Rough Year Offshore

J. MARSHALL ADKINS, Raymond James (10/11/2010)
"It has been a rough year for the offshore drilling stocks due to the fallout from the April Macondo accident in the Gulf of Mexico. While the broader markets (DJIA, SPX) and oil service indexes (OSX) are roughly flat year-to-date, the offshore drilling group is down, on average, over 15%. So, has this pull-back created a buying opportunity in offshore drilling stocks? In today's update, we tackle this question by analyzing the potential timing of a recovery in various segments of the offshore drilling sector. The bottom line is that the timing and magnitude of the offshore drilling recovery will be more asset-specific than any cyclical offshore driller upswing in the past few decades. While valuations are attractive for those with long-term horizons, we think this offshore recovery will generally take longer than many think. That means offshore drilling investors should focus on international-driven jackups, particularly higher-spec, for the short term and leave the floaters to those with much longer-term horizons.

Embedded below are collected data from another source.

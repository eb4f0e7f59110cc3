use sea_orm::Iterable;
use sea_orm::entity::prelude::*;
use serde::{Deserialize, Serialize};
use utoipa::ToSchema;

#[derive(Clone, Debug, PartialEq, DeriveEntityModel)]
#[sea_orm(table_name = "products")]
pub struct Model {
    #[sea_orm(primary_key)]
    pub id: i32,
    pub name: String,
    pub brand: String,
    pub description: Option<String>,
    pub product_type: ProductType,
    #[sea_orm(column_type = "Double")]
    pub price: f64,
}

/// Product category, stored as its snake_case name.
#[derive(
    Debug, Clone, Copy, PartialEq, Eq, EnumIter, DeriveActiveEnum, Serialize, Deserialize, ToSchema,
)]
#[sea_orm(rs_type = "String", db_type = "Text")]
#[serde(rename_all = "snake_case")]
pub enum ProductType {
    #[sea_orm(string_value = "flower")]
    Flower,
    #[sea_orm(string_value = "pre_roll")]
    PreRoll,
    #[sea_orm(string_value = "concentrate")]
    Concentrate,
    #[sea_orm(string_value = "vape")]
    Vape,
    #[sea_orm(string_value = "edible")]
    Edible,
    #[sea_orm(string_value = "tincture")]
    Tincture,
    #[sea_orm(string_value = "topical")]
    Topical,
    #[sea_orm(string_value = "accessory")]
    Accessory,
    #[sea_orm(string_value = "other")]
    Other,
}

impl ProductType {
    /// Parses either the stored name (`pre_roll`) or a display label (`Pre Roll`).
    pub fn parse(value: &str) -> Option<Self> {
        let normalized: String = value
            .trim()
            .chars()
            .map(|c| match c {
                ' ' | '-' => '_',
                c => c.to_ascii_lowercase(),
            })
            .collect();
        Self::iter().find(|kind| kind.to_value() == normalized)
    }
}

#[derive(Copy, Clone, Debug, EnumIter, DeriveRelation)]
pub enum Relation {
    #[sea_orm(has_many = "super::product_tag_links::Entity")]
    ProductTagLinks,
    #[sea_orm(has_many = "super::reup_products::Entity")]
    ReUpProducts,
    #[sea_orm(has_many = "super::user_product_favorites::Entity")]
    Favorites,
    #[sea_orm(has_many = "super::user_product_dislikes::Entity")]
    Dislikes,
    #[sea_orm(has_many = "super::product_reviews::Entity")]
    Reviews,
}

impl Related<super::product_tag_links::Entity> for Entity {
    fn to() -> RelationDef {
        Relation::ProductTagLinks.def()
    }
}

impl Related<super::product_tags::Entity> for Entity {
    fn to() -> RelationDef {
        super::product_tag_links::Relation::ProductTags.def()
    }

    fn via() -> Option<RelationDef> {
        Some(super::product_tag_links::Relation::Products.def().rev())
    }
}

impl Related<super::reup_products::Entity> for Entity {
    fn to() -> RelationDef {
        Relation::ReUpProducts.def()
    }
}

impl Related<super::user_product_favorites::Entity> for Entity {
    fn to() -> RelationDef {
        Relation::Favorites.def()
    }
}

impl Related<super::user_product_dislikes::Entity> for Entity {
    fn to() -> RelationDef {
        Relation::Dislikes.def()
    }
}

impl Related<super::product_reviews::Entity> for Entity {
    fn to() -> RelationDef {
        Relation::Reviews.def()
    }
}

impl ActiveModelBehavior for ActiveModel {}

#[cfg(test)]
mod tests {
    use super::ProductType;

    #[test]
    fn parses_stored_names_and_labels() {
        assert_eq!(ProductType::parse("flower"), Some(ProductType::Flower));
        assert_eq!(ProductType::parse("Pre Roll"), Some(ProductType::PreRoll));
        assert_eq!(ProductType::parse("pre-roll"), Some(ProductType::PreRoll));
        assert_eq!(ProductType::parse("spaceship"), None);
    }
}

The main reason for our near-term pessimism is that it appears the current offshore U.S. deepwater moratorium is likely to morph into an "Obamatorium" where the drilling moratorium is technically lifted but drilling does not rebound due to Obama administration-directed permitting delays. Additionally, ongoing deliveries of (pre-meltdown ordered) rig new-builds mean that offshore drilling capacity is likely to increase in an already oversupplied market."